Collected data
[Start of section]

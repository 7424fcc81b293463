//! Behavioral properties of the engine, exercised end to end through the
//! public API with the built-in PHP rules.

use rectify::ast::{Node, NodeKind};
use rectify::collab::{Parser, Printer};
use rectify::config::{EngineOptions, RuleSpec};
use rectify::fixpoint::{self, Convergence};
use rectify::php::builders::{class, file, name};
use rectify::php::rules::{build_registry, AddInterfaceByParent};
use rectify::php::{JsonAstParser, PhpPrinter};
use rectify::registry::RuleRegistry;
use rectify::report::{describe_registry, detect_category};
use rectify::rule::{CodeSample, Configuration, Rewrite, Rule, RuleDefinition};

fn add_interface_registry() -> RuleRegistry {
    build_registry(&[RuleSpec::new("AddInterfaceByParentRector")
        .with_options(Configuration::new().with("SomeParent", "SomeInterface"))])
    .unwrap()
}

fn interfaces(root: &Node) -> Vec<String> {
    root.children("stmts")[0]
        .children("implements")
        .iter()
        .filter_map(Node::value)
        .map(str::to_string)
        .collect()
}

/// A parsed unit touching all three built-in rules.
const MIXED_UNIT: &str = r#"{
  "kind": "File",
  "stmts": [
    {
      "kind": "ClassDecl",
      "value": "SomeClass",
      "line": 3,
      "extends": { "kind": "Name", "value": "SomeParent", "line": 3 },
      "stmts": [
        {
          "kind": "ClassMethod",
          "value": "run",
          "line": 5,
          "params": [
            { "kind": "Param", "value": "name", "type": { "kind": "Name", "value": "string" } }
          ],
          "stmts": [
            {
              "kind": "ExprStmt",
              "line": 7,
              "expr": {
                "kind": "Assign",
                "var": {
                  "kind": "Variable",
                  "name": {
                    "kind": "ArrayDimFetch",
                    "var": { "kind": "Variable", "value": "foo" },
                    "dim": { "kind": "StringLit", "value": "bar" }
                  }
                },
                "expr": { "kind": "StringLit", "value": "baz" }
              }
            },
            {
              "kind": "Return",
              "line": 8,
              "expr": {
                "kind": "ArrayLiteral",
                "items": [
                  {
                    "kind": "ArrayItem",
                    "key": { "kind": "StringLit", "value": "name" },
                    "value": { "kind": "Variable", "value": "name" }
                  }
                ]
              }
            }
          ]
        }
      ]
    }
  ]
}"#;

fn all_rules_registry() -> RuleRegistry {
    build_registry(&[
        RuleSpec::new("AddInterfaceByParentRector")
            .with_options(Configuration::new().with("SomeParent", "SomeInterface")),
        RuleSpec::new("ArrayShapeFromConstantArrayReturnRector"),
        RuleSpec::new("WrapVariableVariableNameInCurlyBracesRector"),
    ])
    .unwrap()
}

fn load_mixed_unit() -> Node {
    rectify::php::frontend().load(MIXED_UNIT).unwrap()
}

#[test]
fn fixpoint_output_is_already_at_fixpoint() {
    let registry = all_rules_registry();
    let options = EngineOptions::default();
    let first = fixpoint::run(load_mixed_unit(), &registry, &options).unwrap();
    assert!(first.convergence.is_converged());
    assert_eq!(first.changelog.len(), 3);

    let second = fixpoint::run(first.root.clone(), &registry, &options).unwrap();
    assert_eq!(second.passes, 1);
    assert!(!second.last_pass_changed);
    assert!(second.changelog.is_empty());
    assert_eq!(second.root, first.root);
}

#[test]
fn runs_are_deterministic() {
    let registry = all_rules_registry();
    let options = EngineOptions::default();
    let a = fixpoint::run(load_mixed_unit(), &registry, &options).unwrap();
    let b = fixpoint::run(load_mixed_unit(), &registry, &options).unwrap();
    assert_eq!(a.root, b.root);
    assert_eq!(a.changelog, b.changelog);
    assert_eq!(
        serde_json::to_string(&a.changelog).unwrap(),
        serde_json::to_string(&b.changelog).unwrap()
    );
}

#[test]
fn empty_registry_leaves_tree_untouched() {
    let input = load_mixed_unit();
    let outcome =
        fixpoint::run(input.clone(), &RuleRegistry::empty(), &EngineOptions::default()).unwrap();
    assert_eq!(outcome.root, input);
    assert!(outcome.changelog.is_empty());
    assert_eq!(outcome.passes, 1);
    assert_eq!(outcome.convergence, Convergence::Converged);
}

#[test]
fn add_interface_by_parent_single_rule() {
    let registry = add_interface_registry();
    let input = file([class("SomeClass", Some("SomeParent"))]);
    let outcome = fixpoint::run(input, &registry, &EngineOptions::default()).unwrap();

    // one changing pass, then a quiet pass that proves the fixpoint
    assert_eq!(outcome.changelog.len(), 1);
    assert_eq!(outcome.changelog.records()[0].pass, 1);
    assert_eq!(outcome.passes, 2);
    assert_eq!(interfaces(&outcome.root), vec!["SomeInterface"]);
    assert_eq!(
        PhpPrinter.print(&outcome.root),
        "class SomeClass extends SomeParent implements SomeInterface\n{\n}\n"
    );

    let again = fixpoint::run(outcome.root, &registry, &EngineOptions::default()).unwrap();
    assert!(again.changelog.is_empty());
}

#[test]
fn add_interface_by_parent_skips_implemented_interface() {
    let rule =
        AddInterfaceByParent::new(Configuration::new().with("SomeParent", "SomeInterface"))
            .unwrap();
    let input = class("SomeClass", Some("SomeParent")).with_child("implements", name("SomeInterface"));
    assert_eq!(rule.try_rewrite(&input), Rewrite::Unchanged);

    let outcome = fixpoint::run(
        file([input]),
        &add_interface_registry(),
        &EngineOptions::default(),
    )
    .unwrap();
    assert!(outcome.changelog.is_empty());
}

/// Flips a class name between two values.
#[derive(Debug)]
struct Toggle {
    name: &'static str,
    from: &'static str,
    to: &'static str,
}

impl Rule for Toggle {
    fn name(&self) -> &str {
        self.name
    }

    fn node_kinds(&self) -> &[NodeKind] {
        &[NodeKind::ClassDecl]
    }

    fn definition(&self) -> RuleDefinition {
        RuleDefinition::new("Toggle a class name", vec![CodeSample::new("class A", "class B")])
    }

    fn try_rewrite(&self, node: &Node) -> Rewrite {
        if node.value() == Some(self.from) {
            Rewrite::Replace(node.clone().with_value(self.to))
        } else {
            Rewrite::Unchanged
        }
    }
}

#[test]
fn oscillating_rules_hit_the_pass_ceiling() {
    let mut builder = RuleRegistry::builder();
    builder
        .register(Toggle {
            name: "Test\\AToB",
            from: "A",
            to: "B",
        })
        .unwrap();
    builder
        .register(Toggle {
            name: "Test\\BToA",
            from: "B",
            to: "A",
        })
        .unwrap();
    let registry = builder.build();

    let options = EngineOptions::default().with_max_passes(4);
    let outcome = fixpoint::run(file([class("A", None)]), &registry, &options).unwrap();
    assert_eq!(outcome.passes, 4);
    assert!(outcome.last_pass_changed);
    let warning = outcome.convergence.warning().unwrap();
    assert_eq!(warning.max_passes, 4);
    // both rules fire on every pass
    assert_eq!(outcome.changelog.len(), 8);
}

#[test]
fn reporter_groups_rules_of_one_category_in_registration_order() {
    assert_eq!(detect_category("Rector\\Php70\\Rector\\FooRector"), "Php70");
    assert_eq!(
        detect_category("Rector\\Php70\\Rector\\Variable\\FooRector"),
        "Php70\\Variable"
    );

    let mut builder = RuleRegistry::builder();
    builder
        .register(Toggle {
            name: "Rector\\Php70\\Rector\\FooRector",
            from: "A",
            to: "B",
        })
        .unwrap();
    builder
        .register(Toggle {
            name: "Rector\\Php70\\Rector\\BarRector",
            from: "B",
            to: "A",
        })
        .unwrap();
    let markdown = describe_registry(&builder.build());

    assert!(markdown.starts_with("- [Php70](#php70)\n\n## Php70\n"));
    assert_eq!(markdown.matches("## Php70\n").count(), 1);
    let foo = markdown.find("### `FooRector`").unwrap();
    let bar = markdown.find("### `BarRector`").unwrap();
    assert!(foo < bar);
}

#[test]
fn parser_errors_carry_positions() {
    let err = JsonAstParser.parse("{\n  \"kind\": \"File\",\n  oops\n}").unwrap_err();
    assert_eq!(err.line, 3);
    assert!(err.column > 0);
}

[End of section]

WHAT IS EXPECTED — Give the number of lines in the entries that include the string "ClassDecl", and nothing more.

COMPLETED TASK — 2